//! The winit shell around the engine.
//!
//! [`WinitApp`] implements `ApplicationHandler`: window and GPU bring-up on
//! resume, event forwarding into [`InputState`], and the per-frame tick in
//! `RedrawRequested` (time, scenes, schedule, render).

use std::sync::Arc;

use winit::application::ApplicationHandler;
use winit::event::{ElementState, MouseScrollDelta, WindowEvent};
use winit::event_loop::ActiveEventLoop;
use winit::keyboard::PhysicalKey;
use winit::window::{Window, WindowId};

use crate::ecs::{Schedule, World};
use crate::input::{CursorPosition, InputState};
use crate::render::{FrameContext, GpuContext, render_frame};
use crate::scene::SceneManager;
use crate::time::Time;

/// Owns the world and schedule for the lifetime of the event loop.
pub(crate) struct WinitApp {
    world: World,
    schedule: Schedule,
    startup: Vec<Box<dyn FnOnce(&mut World)>>,
    window: Option<Arc<Window>>,
    started: bool,
    title: String,
    #[cfg(feature = "editor")]
    editor: Option<crate::editor::EditorOverlay>,
}

impl WinitApp {
    pub fn new(
        world: World,
        schedule: Schedule,
        startup: Vec<Box<dyn FnOnce(&mut World)>>,
        title: String,
    ) -> Self {
        Self {
            world,
            schedule,
            startup,
            window: None,
            started: false,
            title,
            #[cfg(feature = "editor")]
            editor: None,
        }
    }
}

impl ApplicationHandler for WinitApp {
    fn resumed(&mut self, event_loop: &ActiveEventLoop) {
        if self.window.is_none() {
            let attrs = Window::default_attributes()
                .with_title(&self.title)
                .with_inner_size(winit::dpi::LogicalSize::new(1280.0, 720.0));
            let window = Arc::new(
                event_loop
                    .create_window(attrs)
                    .expect("Failed to create window"),
            );

            let gpu = GpuContext::new(window.clone());
            self.world.insert_resource(gpu);

            #[cfg(feature = "editor")]
            {
                let gpu = self.world.resource::<GpuContext>();
                self.editor = Some(crate::editor::EditorOverlay::new(gpu, &window));
            }

            self.window = Some(window);
        }

        // Late-added systems get their init here; setup closures run once,
        // after the GPU exists.
        if !self.started {
            self.started = true;
            self.schedule.init(&mut self.world);
            for setup in self.startup.drain(..) {
                setup(&mut self.world);
            }
        }

        if let Some(window) = &self.window {
            window.request_redraw();
        }
    }

    fn window_event(&mut self, event_loop: &ActiveEventLoop, _id: WindowId, event: WindowEvent) {
        // Forward events to the editor overlay first.
        #[cfg(feature = "editor")]
        {
            if let Some(window) = &self.window {
                if let Some(editor) = &mut self.editor {
                    if editor.on_window_event(window, &event) {
                        return;
                    }
                }
            }
        }

        match event {
            WindowEvent::CloseRequested => {
                log::info!("Close requested, shutting down.");
                event_loop.exit();
            }

            WindowEvent::Resized(size) => {
                if let Some(gpu) = self.world.get_resource_mut::<GpuContext>() {
                    gpu.resize(size.width, size.height);
                }
            }

            WindowEvent::KeyboardInput { event, .. } => {
                #[cfg(feature = "editor")]
                {
                    let f12 = winit::keyboard::KeyCode::F12;
                    if event.physical_key == PhysicalKey::Code(f12)
                        && event.state == ElementState::Pressed
                        && !event.repeat
                    {
                        if let Some(editor) = &mut self.editor {
                            editor.visible = !editor.visible;
                            let state = if editor.visible { "shown" } else { "hidden" };
                            log::info!("Editor {state}");
                        }
                    }
                }

                if let PhysicalKey::Code(key_code) = event.physical_key {
                    let input = self.world.resource_mut::<InputState>();
                    match event.state {
                        ElementState::Pressed => input.keys.press(key_code),
                        ElementState::Released => input.keys.release(key_code),
                    }
                }
            }

            WindowEvent::MouseInput { button, state, .. } => {
                let input = self.world.resource_mut::<InputState>();
                match state {
                    ElementState::Pressed => input.mouse.press(button),
                    ElementState::Released => input.mouse.release(button),
                }
            }

            WindowEvent::CursorMoved { position, .. } => {
                let cursor = self.world.resource_mut::<CursorPosition>();
                cursor.x = position.x as f32;
                cursor.y = position.y as f32;
            }

            WindowEvent::MouseWheel { delta, .. } => {
                let amount = match delta {
                    MouseScrollDelta::LineDelta(_, y) => y,
                    MouseScrollDelta::PixelDelta(pos) => pos.y as f32 / 50.0,
                };
                self.world.resource_mut::<InputState>().scroll += amount;
            }

            WindowEvent::RedrawRequested => {
                let time = self.world.resource_mut::<Time>();
                time.update();
                let dt = time.delta_secs();

                // Scenes tick before the pipeline so anything they spawn or
                // move is resolved and drawn this same frame.
                if let Some(mut scenes) = self.world.resource_remove::<SceneManager>() {
                    scenes.update(&mut self.world, dt);
                    self.world.insert_resource(scenes);
                }

                self.schedule.run(&mut self.world, dt);

                self.world.resource_mut::<InputState>().clear_frame();

                // Build editor UI before rendering so paint jobs are ready.
                #[cfg(feature = "editor")]
                {
                    if let Some(window) = &self.window {
                        if let Some(editor) = &mut self.editor {
                            editor.prepare(&mut self.world, window);
                        }
                    }
                }

                #[cfg(feature = "editor")]
                {
                    let editor = &mut self.editor;
                    render_world(event_loop, &mut self.world, |frame| {
                        if let Some(editor) = editor.as_mut() {
                            editor.paint(frame);
                        }
                    });
                }
                #[cfg(not(feature = "editor"))]
                {
                    render_world(event_loop, &mut self.world, |_| {});
                }

                if let Some(window) = &self.window {
                    window.request_redraw();
                }
            }

            _ => {}
        }
    }
}

/// Renders the world and recovers from surface errors.
fn render_world(
    event_loop: &ActiveEventLoop,
    world: &mut World,
    overlay: impl FnOnce(&mut FrameContext<'_>),
) {
    if !world.has_resource::<GpuContext>() {
        return;
    }
    match render_frame(world, overlay) {
        Ok(()) => {}
        Err(wgpu::SurfaceError::Lost | wgpu::SurfaceError::Outdated) => {
            if let Some(gpu) = world.get_resource_mut::<GpuContext>() {
                let (width, height) = gpu.surface_size();
                gpu.resize(width, height);
            }
        }
        Err(wgpu::SurfaceError::OutOfMemory) => {
            log::error!("Out of GPU memory, exiting.");
            event_loop.exit();
        }
        Err(e) => {
            log::warn!("Surface error: {e:?}");
        }
    }
}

-=-=-=-=-

* **What to do**
From the listing, copy each line containing the word "PhysicalKey".

* **Task solution**
use winit::keyboard::PhysicalKey;
                    if event.physical_key == PhysicalKey::Code(f12)
                if let PhysicalKey::Code(key_code) = event.physical_key {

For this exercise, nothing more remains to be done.